Aaron Copland should probably top a list of great American composers for he seems to have created, more than anyone else (with the possible exception of Ives), a truly American sound. The "western" music one hears in things like _Rodeo_ and _Billy the Kid_ gave the American West its signature sound. So too does _Appalachian Spring_ define an American rustic sound unlike anything else before Copland, and like so much after him. And there can be little doubt that Copland's Third Symphony ranks high as a possible candidate for "great American symphony." Not to mention the _Fanfare for the Common Man_, which defines the American citizen in musical terms (and is scored into that remarkable Third Symphony).

And though I probably listen to the music of Roy Harris, William Schuman, Walter Piston, Henry Cowell, and John Cage much more than I do to that of George Gershwin, I must admit that Gershwin's influence on "the American sound" is nearly unparalleled. His jazz inflections in "serious music" and his impact on the American popular song remain legacies that no other composer can claim with as much authority. Sure, there are Eubie Blake and Duke Ellington. But where would Leonard Bernstein be without the trailblazing of George Gershwin.

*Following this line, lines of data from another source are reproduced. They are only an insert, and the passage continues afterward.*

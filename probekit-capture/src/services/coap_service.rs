use std::net::SocketAddr;
use std::time::Duration;

use async_trait::async_trait;
use coap_lite::{CoapOption, MessageClass, MessageType, Packet, RequestType};
use time::OffsetDateTime;
use tokio::net::{lookup_host, UdpSocket};

use crate::configs::RecordSink;
use crate::errors::{ProbeError, TransportError};
use crate::models::{CoapRecord, Method, Payload, Record, ResourceDescriptor};

// Large enough for any datagram the device sends over plain Ethernet.
const RECV_BUFFER_SIZE: usize = 1500;

/// A response as seen by the prober, independent of the wire codec.
#[derive(Debug, Clone, PartialEq, Eq)]
pub struct CoapResponse {
    /// Raw code byte: class in the top three bits, detail in the rest.
    pub code: u8,
    pub message_id: u16,
    pub token: Vec<u8>,
    pub payload: Vec<u8>,
}

impl CoapResponse {
    pub fn class(&self) -> u8 {
        self.code >> 5
    }

    pub fn detail(&self) -> u8 {
        self.code & 0x1f
    }

    /// Dotted form, e.g. `2.05` or `4.04`.
    pub fn code_string(&self) -> String {
        format!("{}.{:02}", self.class(), self.detail())
    }

    pub fn is_success(&self) -> bool {
        self.class() == 2
    }

    pub fn token_hex(&self) -> String {
        self.token.iter().map(|b| format!("{b:02x}")).collect()
    }

    fn from_packet(packet: &Packet) -> Self {
        Self {
            code: u8::from(packet.header.code),
            message_id: packet.header.message_id,
            token: packet.get_token().to_vec(),
            payload: packet.payload.clone(),
        }
    }
}

#[async_trait]
pub trait CoapTransport: Send {
    async fn request(
        &mut self,
        method: Method,
        resource: &ResourceDescriptor,
        payload: &[u8],
    ) -> Result<CoapResponse, TransportError>;
}

/// Confirmable request/response exchanges over a connected UDP socket.
pub struct UdpTransport {
    socket: UdpSocket,
    next_message_id: u16,
    timeout: Option<Duration>,
}

impl UdpTransport {
    pub async fn connect(host: &str, port: u16, timeout: Option<Duration>) -> Result<Self, TransportError> {
        let peer = lookup_host((host, port))
            .await?
            .next()
            .ok_or_else(|| TransportError::Malformed(format!("{host} did not resolve to an address")))?;

        let local: SocketAddr = if peer.is_ipv4() {
            ([0, 0, 0, 0], 0).into()
        } else {
            ([0u16; 8], 0).into()
        };

        let socket = UdpSocket::bind(local).await?;
        socket.connect(peer).await?;

        tracing::debug!("coap transport {} -> {}", socket.local_addr()?, peer);

        Ok(Self {
            socket,
            next_message_id: rand::random(),
            timeout,
        })
    }

    fn build_request(&mut self, method: Method, resource: &ResourceDescriptor, payload: &[u8]) -> Packet {
        let mut packet = Packet::new();
        packet.header.set_type(MessageType::Confirmable);
        packet.header.code = MessageClass::Request(match method {
            Method::Get => RequestType::Get,
            Method::Post => RequestType::Post,
            Method::Put => RequestType::Put,
            Method::Delete => RequestType::Delete,
        });
        packet.header.message_id = self.next_message_id;
        self.next_message_id = self.next_message_id.wrapping_add(1);
        packet.set_token(rand::random::<[u8; 4]>().to_vec());

        for segment in resource.segments() {
            packet.add_option(CoapOption::UriPath, segment.as_bytes().to_vec());
        }
        packet.payload = payload.to_vec();

        packet
    }

    async fn exchange(&self, request: &Packet) -> Result<CoapResponse, TransportError> {
        let bytes = request
            .to_bytes()
            .map_err(|e| TransportError::Malformed(format!("{e:?}")))?;
        self.socket.send(&bytes).await?;

        let message_id = request.header.message_id;
        let token = request.get_token();
        let mut buffer = [0u8; RECV_BUFFER_SIZE];

        loop {
            let size = self.socket.recv(&mut buffer).await?;
            let reply = Packet::from_bytes(&buffer[..size])
                .map_err(|e| TransportError::Malformed(format!("{e:?}")))?;

            let same_exchange = reply.header.message_id == message_id;
            match reply.header.get_type() {
                MessageType::Reset if same_exchange => return Err(TransportError::Reset),
                MessageType::Acknowledgement if same_exchange => {
                    if reply.header.code == MessageClass::Empty {
                        tracing::debug!("empty ack for {}, awaiting separate response", message_id);
                        continue;
                    }
                    if reply.get_token() == token {
                        return Ok(CoapResponse::from_packet(&reply));
                    }
                }
                MessageType::Confirmable | MessageType::NonConfirmable if reply.get_token() == token => {
                    if reply.header.get_type() == MessageType::Confirmable {
                        self.acknowledge(reply.header.message_id).await?;
                    }
                    return Ok(CoapResponse::from_packet(&reply));
                }
                _ => {}
            }

            tracing::debug!("ignoring unrelated datagram with message id {}", reply.header.message_id);
        }
    }

    async fn acknowledge(&self, message_id: u16) -> Result<(), TransportError> {
        let mut ack = Packet::new();
        ack.header.set_type(MessageType::Acknowledgement);
        ack.header.code = MessageClass::Empty;
        ack.header.message_id = message_id;

        let bytes = ack
            .to_bytes()
            .map_err(|e| TransportError::Malformed(format!("{e:?}")))?;
        self.socket.send(&bytes).await?;

        Ok(())
    }
}

#[async_trait]
impl CoapTransport for UdpTransport {
    async fn request(
        &mut self,
        method: Method,
        resource: &ResourceDescriptor,
        payload: &[u8],
    ) -> Result<CoapResponse, TransportError> {
        let request = self.build_request(method, resource, payload);

        match self.timeout {
            Some(limit) => tokio::time::timeout(limit, self.exchange(&request))
                .await
                .map_err(|_| TransportError::Timeout(limit))?,
            None => self.exchange(&request).await,
        }
    }
}

/// Walks every (resource, method) pair in order and keeps the 2.xx responses.
pub struct CoapProber<T> {
    transport: T,
    sink: RecordSink,
    payload: Vec<u8>,
}

impl<T: CoapTransport> CoapProber<T> {
    pub fn new(transport: T, sink: RecordSink, payload: Vec<u8>) -> Self {
        Self { transport, sink, payload }
    }

    /// Returns the number of records written. Transport failures are logged
    /// and skipped; sink failures abort the run.
    pub async fn probe(&mut self, resources: &[ResourceDescriptor], methods: &[Method]) -> Result<usize, ProbeError> {
        let mut written = 0;

        for resource in resources {
            for &method in methods {
                let response = match self.transport.request(method, resource, &self.payload).await {
                    Ok(response) => response,
                    Err(e) => {
                        tracing::warn!("{} {} failed: {}", method, resource.path, e);
                        continue;
                    }
                };

                let payload = Payload::from(response.payload.as_slice());
                tracing::info!("{} {} -> {} {:?}", method, resource.path, response.code_string(), payload);

                if !response.is_success() {
                    continue;
                }

                self.sink.append(Record::CoapResponse(CoapRecord {
                    observed_at: OffsetDateTime::now_utc(),
                    method,
                    path: resource.path.clone(),
                    code: response.code_string(),
                    message_id: response.message_id,
                    token: response.token_hex(),
                    payload,
                }))?;
                written += 1;
            }
        }

        Ok(written)
    }

    pub fn into_transport(self) -> T {
        self.transport
    }
}

#[cfg(test)]
mod tests {
    use std::collections::VecDeque;

    use super::*;

    struct ScriptedTransport {
        calls: Vec<(Method, String)>,
        replies: VecDeque<Result<CoapResponse, TransportError>>,
    }

    #[async_trait]
    impl CoapTransport for ScriptedTransport {
        async fn request(
            &mut self,
            method: Method,
            resource: &ResourceDescriptor,
            _payload: &[u8],
        ) -> Result<CoapResponse, TransportError> {
            self.calls.push((method, resource.path.clone()));
            self.replies.pop_front().unwrap_or(Err(TransportError::Reset))
        }
    }

    fn response(code: u8) -> Result<CoapResponse, TransportError> {
        Ok(CoapResponse { code, message_id: 1, token: vec![0xab, 0x01], payload: b"on".to_vec() })
    }

    #[test]
    fn test_code_classification() {
        let content = CoapResponse { code: 0x45, message_id: 0, token: vec![], payload: vec![] };
        assert_eq!(content.code_string(), "2.05");
        assert!(content.is_success());

        let not_found = CoapResponse { code: 0x84, ..content.clone() };
        assert_eq!(not_found.code_string(), "4.04");
        assert!(!not_found.is_success());

        let server_error = CoapResponse { code: 0xa0, ..content };
        assert_eq!(server_error.code_string(), "5.00");
        assert!(!server_error.is_success());
    }

    #[tokio::test]
    async fn test_probe_order_and_filtering() {
        let dir = tempfile::tempdir().unwrap();
        let sink = RecordSink::new(dir.path().join("data.json"));
        sink.reset().unwrap();

        let transport = ScriptedTransport {
            calls: Vec::new(),
            replies: VecDeque::from(vec![
                response(0x45),
                response(0x85),
                Err(TransportError::Timeout(Duration::from_secs(1))),
                response(0x42),
                response(0x84),
                response(0x44),
                response(0xa0),
                Err(TransportError::Malformed("truncated".into())),
            ]),
        };

        let resources = ResourceDescriptor::parse_list("/a\n/b\n");
        let mut prober = CoapProber::new(transport, sink.clone(), Vec::new());
        let written = prober.probe(&resources, &Method::ALL).await.unwrap();

        assert_eq!(written, 3);

        let calls = prober.into_transport().calls;
        let expected = ["/a", "/b"]
            .iter()
            .flat_map(|p| Method::ALL.iter().map(move |m| (*m, p.to_string())))
            .collect::<Vec<_>>();
        assert_eq!(calls, expected);

        let records = sink.load().unwrap().messages;
        let seen = records.iter().map(|r| match r {
            Record::CoapResponse(c) => (c.method, c.path.as_str(), c.code.as_str()),
            Record::MqttMessage(_) => panic!("unexpected mqtt record"),
        }).collect::<Vec<_>>();
        assert_eq!(seen, vec![
            (Method::Get, "/a", "2.05"),
            (Method::Delete, "/a", "2.02"),
            (Method::Post, "/b", "2.04"),
        ]);
    }

    #[tokio::test]
    async fn test_empty_resource_list() {
        let dir = tempfile::tempdir().unwrap();
        let sink = RecordSink::new(dir.path().join("data.json"));
        sink.reset().unwrap();

        let transport = ScriptedTransport { calls: Vec::new(), replies: VecDeque::new() };
        let mut prober = CoapProber::new(transport, sink.clone(), Vec::new());

        assert_eq!(prober.probe(&[], &Method::ALL).await.unwrap(), 0);
        assert!(prober.into_transport().calls.is_empty());
        assert!(sink.load().unwrap().messages.is_empty());
    }

    #[tokio::test]
    async fn test_missing_sink_aborts_probe() {
        let dir = tempfile::tempdir().unwrap();
        let sink = RecordSink::new(dir.path().join("never-reset.json"));

        let transport = ScriptedTransport { calls: Vec::new(), replies: VecDeque::from(vec![response(0x45)]) };
        let mut prober = CoapProber::new(transport, sink, Vec::new());
        let err = prober.probe(&ResourceDescriptor::parse_list("/a"), &[Method::Get]).await.unwrap_err();

        assert!(matches!(err, ProbeError::Sink(_)));
    }
}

So though I have a great fondness for American composers from the 18th century onward to our own 21st, and have collected a vast assortment of American classical music (including nearly every Louisville First Edition disc and dozens of CRI's), I must choose Ives, Copland, and Gershwin as the three most impactful American composers because of their contribution to "the American sound".


----------



## tortkis (Jul 13, 2013)

I love those composers mentioned above, but based on my preference, the impact and the uniqueness, I would choose John Cage for the prepared piano, chance music, the treatment of musical silence, and the time bracket compositions, Harry Partch, for his development of microtonal system and the original instruments (his music sounds very American to me), and Steve Reich, whose gradual process in composition had a great influence on American music.


----------



## Fredx2098 (Jun 24, 2018)

Well, Morton Feldman is at the top for me of course! His undeniably unique style is exactly what I want out of classical music: a constantly evolving, intuitive, confusing, subdued, slow, relaxed chromatic atmosphere with chamber ensembles (mostly). 

Next would be Charles Ives. He has such a creative style. It's so unique and modern, but he uses folk melodies to sort of bridge the gap and make the modernism more comprehendible. His music is nice and chromatic and dissonant, but still very emotional. 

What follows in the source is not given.